Let’s face it. How many of us can openly admit that when we grab our phones in the morning to check our work emails, we find ourselves mindlessly checking our Facebook notifications instead? And raise your hand if you’ve ever found yourself in sheer panic mode because your phone is nowhere to be found? Whether you want to admit it or not, we are all addicted to our phones and it’s had a resounding affect on our productivity in the workplace.
Even if you consider yourself to be a nurse practitioner workhorse, few providers can truthfully say that they work every minute of their workday. Whether it’s the 10 minute lag in between patients that you spend flipping through your Insta feed or ordering something online via the Amazon app, the occasional mental break on your phone is inevitable.
Countless studies have found alarming results on how just how much time we waste on our personal devices throughout the work day. One survey by OfficeTeam found that professionals fessed up to spending an average of 56 minutes per day using their mobile device for non-work activities. Participants also admitted to spending an additional 42 minutes per day on personal tasks; concluding that the average employee likely spends a little more than 8 hours per week altogether on tasks unrelated to their job duties.
This same study also canvassed specific age groups and found that millennial employees, ages 18 – 34, spent the highest amount of time on their mobile devices at 70 minutes per day. But don’t get on your soap box about millennials just yet, as not too far behind were employees, ages 35 – 54, who spent 54 minutes per day using their personal mobile devices.
In another survey conducted by Harris Poll on behalf of CareerBuilder in 2016, 3 out of 4 employers said that two or more hours a day are lost in productivity because their employees are distracted; with more than 55% of employers blaming cell phones and texting as the culprit. And a more recent compilation of various studies done in May 2017 found alarming results that concluded that the average American adult spends 2 hours and 51 minutes on their smartphone every day!
Fortunately though, the results of these surveys are not to say that the majority of NPs are wasting that much time on their phones while in their clinical settings. For example, a separate survey by Paychex.com canvassed 2,000 full-time employees in various industries across the US and revealed that workers in certain industries appear to be less likely to waste time at work on activities like personal phone use. To the benefit of NPs, the survey found that only 44.5% of those who worked in healthcare wasted less than one hour per work day on non-work related activities. In addition, only 8.5% of employees with a Master’s Degree (such as nurse practitioners) wasted over 3 or more hours per work day on non-work related activities. The reasoning behind the results? One possibility could be that NPs recognize that wasting time exacerbates the issues faced in healthcare, such as patients wanting more face time with providers as well as the rise in demand for qualified providers.

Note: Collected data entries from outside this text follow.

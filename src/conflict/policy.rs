//! Per-field resolution policies

use super::ResolutionSource;
use chrono::{DateTime, Utc};
use serde::{Deserialize, Serialize};
use serde_json::Value;

/// Status values that must not be overwritten backward
pub const TERMINAL_STATUSES: &[&str] = &["completed", "cancelled"];

/// How a differing field is resolved
///
/// A tagged enum rather than registered closures so policy dispatch is a
/// single match and registries stay serializable.
#[derive(Debug, Clone, PartialEq, Eq, Serialize, Deserialize)]
#[serde(rename_all = "snake_case", tag = "policy")]
pub enum FieldPolicy {
    /// Incoming value wins (the default policy)
    RemoteWins,
    /// Local value is kept
    LocalWins,
    /// Terminal statuses are sticky: once local is `completed` or
    /// `cancelled`, a non-terminal incoming value cannot overwrite it
    StickyStatus,
    /// Resolve to `max(local, incoming)` for RFC3339 strings or numeric
    /// epoch values
    LatestTimestamp,
    /// Keep both values, joined with an attribution marker
    ConcatText { marker: String },
}

/// Result of applying a policy to one differing field
#[derive(Debug, Clone)]
pub struct PolicyOutcome {
    /// The resolved value
    pub value: Value,
    /// Which side it came from
    pub resolution: ResolutionSource,
}

impl PolicyOutcome {
    fn server(value: Value) -> Self {
        Self {
            value,
            resolution: ResolutionSource::Server,
        }
    }

    fn client(value: Value) -> Self {
        Self {
            value,
            resolution: ResolutionSource::Client,
        }
    }

    fn merged(value: Value) -> Self {
        Self {
            value,
            resolution: ResolutionSource::Merged,
        }
    }
}

impl FieldPolicy {
    /// Resolve one field given both sides; only called when they differ
    pub fn apply(&self, local: &Value, incoming: &Value) -> PolicyOutcome {
        match self {
            FieldPolicy::RemoteWins => PolicyOutcome::server(incoming.clone()),
            FieldPolicy::LocalWins => PolicyOutcome::client(local.clone()),
            FieldPolicy::StickyStatus => {
                if is_terminal_status(local) && !is_terminal_status(incoming) {
                    PolicyOutcome::client(local.clone())
                } else {
                    PolicyOutcome::server(incoming.clone())
                }
            }
            FieldPolicy::LatestTimestamp => match (parse_instant(local), parse_instant(incoming)) {
                (Some(l), Some(r)) if l > r => PolicyOutcome::client(local.clone()),
                (Some(_), Some(_)) => PolicyOutcome::server(incoming.clone()),
                // Unparseable on either side falls back to the default
                _ => PolicyOutcome::server(incoming.clone()),
            },
            FieldPolicy::ConcatText { marker } => match (local.as_str(), incoming.as_str()) {
                (Some(l), Some(r)) => {
                    PolicyOutcome::merged(Value::String(format!("{} {} {}", l, marker, r)))
                }
                _ => PolicyOutcome::server(incoming.clone()),
            },
        }
    }
}

/// Whether a value names a terminal status
fn is_terminal_status(value: &Value) -> bool {
    value
        .as_str()
        .map(|s| TERMINAL_STATUSES.contains(&s))
        .unwrap_or(false)
}

/// Read a value as a point in time: RFC3339 string or epoch seconds
fn parse_instant(value: &Value) -> Option<DateTime<Utc>> {
    if let Some(s) = value.as_str() {
        return DateTime::parse_from_rfc3339(s)
            .map(|dt| dt.with_timezone(&Utc))
            .ok();
    }
    if let Some(secs) = value.as_i64() {
        return DateTime::from_timestamp(secs, 0);
    }
    None
}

While as nurse practitioners we sometimes need to be connected to our devices for work, we’re also a click away from attractive distractions like social media and other apps on our phones. Although a little downtime now and then during the workday is understandable, especially when the day is stressful, it’s important that we be cognizant of our cell phone use so that it doesn’t take away from patient care. One way to stay mindful is installing an app that monitors your cell phone use or using a time tracker to monitor ourselves. You can’t justify complaints about taking charts home in the evenings if you’re spending a couple hours a day on personal tasks and distractions!
How much time do you think you waste on your phone at work?